Problem to solve:
The full listing should be set down exactly as it reads.

Exercise materials:

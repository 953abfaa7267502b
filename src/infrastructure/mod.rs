pub mod auth;
pub mod config;
pub mod logging;
pub mod remote;
pub mod store;

pub use auth::{Authorizer, ConfigAuthorizer};
pub use config::*;
pub use remote::*;
pub use store::{DaemonFileStore, DestinationStore, StoreError};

Output of the exercise:
repository 953abfaa7267502b
filename src/infrastructure/mod.rs
pub mod auth;
pub mod config;
pub mod logging;
pub mod remote;
pub mod store;

pub use auth::{Authorizer, ConfigAuthorizer};
pub use config::*;
pub use remote::*;
pub use store::{DaemonFileStore, DestinationStore, StoreError};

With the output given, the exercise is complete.